Black River, a tributary of the Pecos River in southeastern New Mexico.

The EPA has repealed a portion of the Clean Water Act that expanded protections for smaller water systems across the U.S. EPA Administrator Andrew Wheeler and Department of the Army Assistant Secretary of the Army for Civil Works R.D. James announced the repeal at an event at the National Association of Manufacturers headquarters in Washington D.C. Monday. 

The Obama-era 2015 rule defines “waters of the United States” (WOTUS) to include isolated waterways and wetlands, as well as seasonal streams and rivers that flow only part of the year. The definition was broadly supported by environmental groups as a recognition of the complexity of water systems across the U.S. but drew criticism from industry and land stakeholders for creating uncertainty around which waters are federally regulated and which are not. 
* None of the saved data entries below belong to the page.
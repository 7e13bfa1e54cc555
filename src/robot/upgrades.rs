//! Upgrade tables - derived robot stats per upgrade level
//!
//! Every stat a robot exposes is looked up here from its level. Nothing
//! mutates these tables at runtime.

use serde::{Deserialize, Serialize};

/// Highest level for every upgrade except mining
pub const MAX_LEVEL: u8 = 5;

/// Highest mining level (one per resource tier)
pub const MAX_MINING_LEVEL: u8 = 4;

pub const STORAGE_BY_LEVEL: [u32; 6] = [20, 50, 100, 200, 400, 1000];
pub const MAX_HEALTH_BY_LEVEL: [i32; 6] = [10, 25, 50, 100, 200, 500];
pub const ATTACK_DAMAGE_BY_LEVEL: [u32; 6] = [1, 2, 5, 10, 20, 50];
pub const MINING_SPEED_BY_LEVEL: [u32; 6] = [2, 5, 10, 15, 20, 40];
pub const MAX_ENERGY_BY_LEVEL: [u32; 6] = [20, 30, 40, 60, 100, 200];
pub const ENERGY_REGEN_BY_LEVEL: [u32; 6] = [4, 6, 8, 10, 15, 20];

/// The seven independently upgradable robot attributes
#[derive(Debug, Clone, Copy, PartialEq, Eq, Hash, Serialize, Deserialize)]
#[serde(rename_all = "SCREAMING_SNAKE_CASE")]
pub enum UpgradeType {
    Storage,
    Health,
    Damage,
    MiningSpeed,
    Mining,
    MaxEnergy,
    EnergyRegen,
}

impl UpgradeType {
    pub const ALL: [UpgradeType; 7] = [
        UpgradeType::Storage,
        UpgradeType::Health,
        UpgradeType::Damage,
        UpgradeType::MiningSpeed,
        UpgradeType::Mining,
        UpgradeType::MaxEnergy,
        UpgradeType::EnergyRegen,
    ];

    /// Highest level this attribute can reach
    pub fn max_level(self) -> u8 {
        match self {
            UpgradeType::Mining => MAX_MINING_LEVEL,
            _ => MAX_LEVEL,
        }
    }

    /// Ratchet rule: only `current + 1`, never beyond the maximum
    pub fn accepts(self, current: u8, requested: u8) -> bool {
        requested <= self.max_level() && current.checked_add(1) == Some(requested)
    }
}

pub fn storage(level: u8) -> u32 {
    STORAGE_BY_LEVEL[level as usize]
}

pub fn max_health(level: u8) -> i32 {
    MAX_HEALTH_BY_LEVEL[level as usize]
}

pub fn attack_damage(level: u8) -> u32 {
    ATTACK_DAMAGE_BY_LEVEL[level as usize]
}

pub fn mining_speed(level: u8) -> u32 {
    MINING_SPEED_BY_LEVEL[level as usize]
}

pub fn max_energy(level: u8) -> u32 {
    MAX_ENERGY_BY_LEVEL[level as usize]
}

pub fn energy_regen(level: u8) -> u32 {
    ENERGY_REGEN_BY_LEVEL[level as usize]
}
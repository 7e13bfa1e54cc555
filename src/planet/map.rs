//! Planet map collaborator - adjacency, movement cost and mining
//!
//! `PlanetMap` is the seam to the map service. `MapClient` talks to the real
//! service over HTTP; `StaticMap` holds a fixed graph in memory for local
//! runs and tests.

use ahash::AHashMap;
use serde::Serialize;
use std::future::Future;
use std::sync::Mutex;

use crate::core::error::{GameError, Result};
use crate::core::types::PlanetId;
use crate::planet::Planet;
use crate::robot::resource::ResourceType;

/// A reachable move between two neighbouring planets
#[derive(Debug, Clone, PartialEq, Eq, Serialize)]
pub struct Route {
    pub from: PlanetId,
    /// Destination as reported by the map service
    pub to: Planet,
    /// Energy the move costs
    pub cost: u32,
}

/// Access to planet adjacency and deposits
///
/// Failures are surfaced as `TargetOutOfReach`, `UnknownPlanet` or
/// `MapUnavailable`; implementations do not retry.
pub trait PlanetMap {
    /// Resolve the move from `from` to `to`
    fn route(&self, from: PlanetId, to: PlanetId) -> impl Future<Output = Result<Route>> + Send;

    /// Mine up to `amount` from the planet's deposit, returning what was mined
    fn mine(
        &self,
        planet: PlanetId,
        resource: ResourceType,
        amount: u32,
    ) -> impl Future<Output = Result<u32>> + Send;
}

#[derive(Debug, Clone)]
struct MapNode {
    planet: Planet,
    movement_difficulty: u32,
    deposit: u32,
    neighbours: Vec<PlanetId>,
}

/// In-memory planet graph
#[derive(Debug, Default)]
pub struct StaticMap {
    nodes: Mutex<AHashMap<PlanetId, MapNode>>,
}

impl StaticMap {
    pub fn new() -> Self {
        Self::default()
    }

    /// Add a planet with its movement difficulty and deposit size
    pub fn add_planet(&self, planet: Planet, movement_difficulty: u32, deposit: u32) {
        let mut nodes = self.lock();
        nodes.insert(
            planet.id,
            MapNode {
                planet,
                movement_difficulty,
                deposit,
                neighbours: Vec::new(),
            },
        );
    }

    /// Connect two planets in both directions
    pub fn connect(&self, a: PlanetId, b: PlanetId) {
        let mut nodes = self.lock();
        if let Some(node) = nodes.get_mut(&a) {
            if !node.neighbours.contains(&b) {
                node.neighbours.push(b);
            }
        }
        if let Some(node) = nodes.get_mut(&b) {
            if !node.neighbours.contains(&a) {
                node.neighbours.push(a);
            }
        }
    }

    pub fn planet(&self, id: PlanetId) -> Option<Planet> {
        self.lock().get(&id).map(|n| n.planet.clone())
    }

    pub fn planets(&self) -> Vec<Planet> {
        self.lock().values().map(|n| n.planet.clone()).collect()
    }

    /// Remaining deposit on a planet
    pub fn deposit(&self, id: PlanetId) -> u32 {
        self.lock().get(&id).map(|n| n.deposit).unwrap_or(0)
    }

    fn lock(&self) -> std::sync::MutexGuard<'_, AHashMap<PlanetId, MapNode>> {
        // A poisoned graph is still consistent: every write is a single insert or push
        self.nodes.lock().unwrap_or_else(|e| e.into_inner())
    }

    fn resolve_route(&self, from: PlanetId, to: PlanetId) -> Result<Route> {
        let nodes = self.lock();
        let origin = nodes.get(&from).ok_or(GameError::UnknownPlanet(from))?;
        let destination = nodes.get(&to).ok_or(GameError::UnknownPlanet(to))?;
        if !origin.neighbours.contains(&to) {
            return Err(GameError::TargetOutOfReach { from, to });
        }
        Ok(Route {
            from,
            to: destination.planet.clone(),
            cost: destination.movement_difficulty,
        })
    }

    fn take_deposit(&self, planet: PlanetId, resource: ResourceType, amount: u32) -> Result<u32> {
        let mut nodes = self.lock();
        let node = nodes.get_mut(&planet).ok_or(GameError::UnknownPlanet(planet))?;
        if node.planet.resource != Some(resource) {
            return Err(GameError::NoResourceOnPlanet(planet));
        }
        let mined = amount.min(node.deposit);
        node.deposit -= mined;
        Ok(mined)
    }
}

impl PlanetMap for StaticMap {
    fn route(&self, from: PlanetId, to: PlanetId) -> impl Future<Output = Result<Route>> + Send {
        let result = self.resolve_route(from, to);
        async move { result }
    }

    fn mine(
        &self,
        planet: PlanetId,
        resource: ResourceType,
        amount: u32,
    ) -> impl Future<Output = Result<u32>> + Send {
        let result = self.take_deposit(planet, resource, amount);
        async move { result }
    }
}
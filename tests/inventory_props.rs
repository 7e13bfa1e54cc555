//! Property tests for the inventory ledger and loot conservation

use proptest::prelude::*;
use rand::SeedableRng;
use rand_chacha::ChaCha8Rng;

use robot_service::combat::redistribute_loot;
use robot_service::core::types::{PlanetId, PlayerId};
use robot_service::robot::inventory::Inventory;
use robot_service::robot::resource::ResourceType;
use robot_service::robot::state::Robot;

#[derive(Debug, Clone)]
enum Op {
    Add(ResourceType, u32),
    Take(ResourceType, u32),
    TakeAll(ResourceType),
    Upgrade(u8),
}

fn resource() -> impl Strategy<Value = ResourceType> {
    prop::sample::select(ResourceType::ALL.to_vec())
}

fn op() -> impl Strategy<Value = Op> {
    prop_oneof![
        (resource(), 0u32..40).prop_map(|(r, a)| Op::Add(r, a)),
        (resource(), 0u32..40).prop_map(|(r, a)| Op::Take(r, a)),
        resource().prop_map(Op::TakeAll),
        (0u8..7).prop_map(Op::Upgrade),
    ]
}

fn ledger_sum(inventory: &Inventory) -> u32 {
    inventory.resources().map(|(_, amount)| amount).sum()
}

proptest! {
    #[test]
    fn test_ledger_matches_used_storage(ops in prop::collection::vec(op(), 0..40)) {
        let mut inventory = Inventory::new();
        for op in ops {
            match op {
                Op::Add(r, a) => { let _ = inventory.add_resource(r, a); }
                Op::Take(r, a) => { let _ = inventory.take_resource(r, a); }
                Op::TakeAll(r) => { inventory.take_all_of_type(r); }
                Op::Upgrade(level) => { let _ = inventory.upgrade_storage(level); }
            }
            prop_assert_eq!(ledger_sum(&inventory), inventory.used_storage());
            prop_assert!(inventory.used_storage() <= inventory.max_storage());
        }
    }

    #[test]
    fn test_loot_is_conserved(
        loot in prop::collection::vec((resource(), 0u32..30), 1..5),
        survivor_fill in prop::collection::vec(0u32..=20, 0..5),
        seed in any::<u64>(),
    ) {
        let planet = PlanetId::new();
        let mut robots = Vec::new();
        for (resource, amount) in &loot {
            let mut dead = Robot::new(PlayerId::new(), planet);
            let _ = dead.inventory_mut().add_resource(*resource, *amount);
            dead.receive_damage(1000);
            robots.push(dead);
        }
        let mut stored_before = 0;
        for fill in &survivor_fill {
            let mut alive = Robot::new(PlayerId::new(), planet);
            alive.inventory_mut().add_resource(ResourceType::Coal, *fill).unwrap();
            stored_before += fill;
            robots.push(alive);
        }
        let any_eligible = survivor_fill.iter().any(|fill| *fill < 20);

        let outcome = redistribute_loot(robots, &mut ChaCha8Rng::seed_from_u64(seed)).unwrap();
        let report = &outcome.report;

        prop_assert_eq!(
            report.total_looted(),
            report.total_distributed() + report.total_discarded()
        );
        let stored_after: u32 = outcome
            .survivors
            .iter()
            .map(|r| r.inventory().used_storage())
            .sum();
        prop_assert_eq!(stored_after, stored_before + report.total_distributed());
        for robot in &outcome.survivors {
            prop_assert!(robot.inventory().used_storage() <= robot.inventory().max_storage());
        }
        if any_eligible {
            // everything fits unless every survivor filled up along the way
            let capacity: u32 = survivor_fill.iter().map(|fill| 20 - fill).sum();
            if report.total_looted() <= capacity {
                prop_assert_eq!(report.total_discarded(), 0);
            }
        } else {
            prop_assert_eq!(report.total_distributed(), 0);
        }
    }
}
//! Inventory - per-robot resource and item ledger
//!
//! Resources share one storage capacity derived from the storage level.
//! Items are counted per variant and take no storage.

use ahash::AHashMap;
use serde::{Deserialize, Serialize};

use crate::core::error::{GameError, Result};
use crate::robot::item::ItemType;
use crate::robot::resource::ResourceType;
use crate::robot::upgrades::{self, UpgradeType};

/// Resources and items carried by one robot
#[derive(Debug, Clone, Default, Serialize, Deserialize)]
pub struct Inventory {
    storage_level: u8,
    /// Cached sum of `resources`
    used_storage: u32,
    resources: AHashMap<ResourceType, u32>,
    items: AHashMap<ItemType, u32>,
}

impl Inventory {
    pub fn new() -> Self {
        Self::default()
    }

    pub fn storage_level(&self) -> u8 {
        self.storage_level
    }

    pub fn max_storage(&self) -> u32 {
        upgrades::storage(self.storage_level)
    }

    pub fn used_storage(&self) -> u32 {
        self.used_storage
    }

    pub fn free_storage(&self) -> u32 {
        self.max_storage() - self.used_storage
    }

    pub fn is_full(&self) -> bool {
        self.used_storage == self.max_storage()
    }

    /// Raise the storage level; only `current + 1` is accepted
    pub fn upgrade_storage(&mut self, level: u8) -> Result<()> {
        if !UpgradeType::Storage.accepts(self.storage_level, level) {
            return Err(GameError::UpgradeRejected {
                upgrade: UpgradeType::Storage,
                current: self.storage_level,
                requested: level,
            });
        }
        self.storage_level = level;
        Ok(())
    }

    /// Get the stored amount of a resource
    pub fn storage_usage_for(&self, resource: ResourceType) -> u32 {
        self.resources.get(&resource).copied().unwrap_or(0)
    }

    /// Stored resources with a non-zero amount
    pub fn resources(&self) -> impl Iterator<Item = (ResourceType, u32)> + '_ {
        ResourceType::ALL
            .into_iter()
            .map(|r| (r, self.storage_usage_for(r)))
            .filter(|(_, amount)| *amount > 0)
    }

    /// Add a resource up to the remaining capacity
    ///
    /// When `amount` does not fit, the part that fits is still stored and
    /// `InventoryFull` is returned.
    pub fn add_resource(&mut self, resource: ResourceType, amount: u32) -> Result<()> {
        let added = amount.min(self.free_storage());
        if added > 0 {
            *self.resources.entry(resource).or_insert(0) += added;
            self.used_storage += added;
        }
        if added < amount {
            return Err(GameError::InventoryFull {
                stored: self.used_storage,
                capacity: self.max_storage(),
            });
        }
        Ok(())
    }

    /// Remove an exact amount of a resource, all or nothing
    pub fn take_resource(&mut self, resource: ResourceType, amount: u32) -> Result<()> {
        let available = self.storage_usage_for(resource);
        if amount > available {
            return Err(GameError::NotEnoughResources {
                resource,
                requested: amount,
                available,
            });
        }
        if amount > 0 {
            self.resources.insert(resource, available - amount);
            self.used_storage -= amount;
        }
        Ok(())
    }

    /// Remove and return everything stored of one resource
    pub fn take_all_of_type(&mut self, resource: ResourceType) -> u32 {
        let amount = self.resources.remove(&resource).unwrap_or(0);
        self.used_storage -= amount;
        amount
    }

    /// Remove and return all stored resources
    pub fn take_all_resources(&mut self) -> AHashMap<ResourceType, u32> {
        let taken: AHashMap<ResourceType, u32> = self
            .resources
            .drain()
            .filter(|(_, amount)| *amount > 0)
            .collect();
        self.used_storage = 0;
        taken
    }

    pub fn item_count(&self, item: ItemType) -> u32 {
        self.items.get(&item).copied().unwrap_or(0)
    }

    pub fn add_item(&mut self, item: ItemType) {
        *self.items.entry(item).or_insert(0) += 1;
    }

    /// Consume one item; fails when none are left
    pub fn remove_item(&mut self, item: ItemType) -> Result<()> {
        match self.items.get_mut(&item) {
            Some(count) if *count > 0 => {
                *count -= 1;
                Ok(())
            }
            _ => Err(GameError::ItemCountUnderflow(item)),
        }
    }
}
Communities in New Mexico and across the western half of the U.S. rely on waterways that flow intermittently after rain or snow to support wildlife habitats and drinking water sources. The 2015 rule extended pollution protections to those types of water systems, which often feed into larger rivers, lakes and other water systems. Ninety-three percent of New Mexico’s waterways are “ephemeral,” meaning they do not flow consistently throughout the year.

RELATED: Revised Clean Water Rule leaves out most of NM’s waterways

Wheeler described the 2015 rule as an “egregious power grab” and said its repeal is part of a wider policy shift for regulating water at the agency. “Today’s Step 1 action fulfills a key promise of President Trump and sets the stage for Step 2 – a new WOTUS definition that will provide greater regulatory certainty for farmers, landowners, home builders, and developers nationwide,” Wheeler said in a statement.

Environmental groups are gearing up to challenge the repeal in court. Natural Resources Defense Council’s (NRDC) director of federal water policy Jon Devine characterized the repeal as another example of “the Trump administration’s wild-eyed attempts to reward polluters.”

“The Clean Water Rule represented solid science and smart public policy. Where it has been enforced, it has protected important waterways and wetlands, providing certainty to all stakeholders,” Devine said. “This unsubstantiated action is illegal and will certainly be challenged in court.”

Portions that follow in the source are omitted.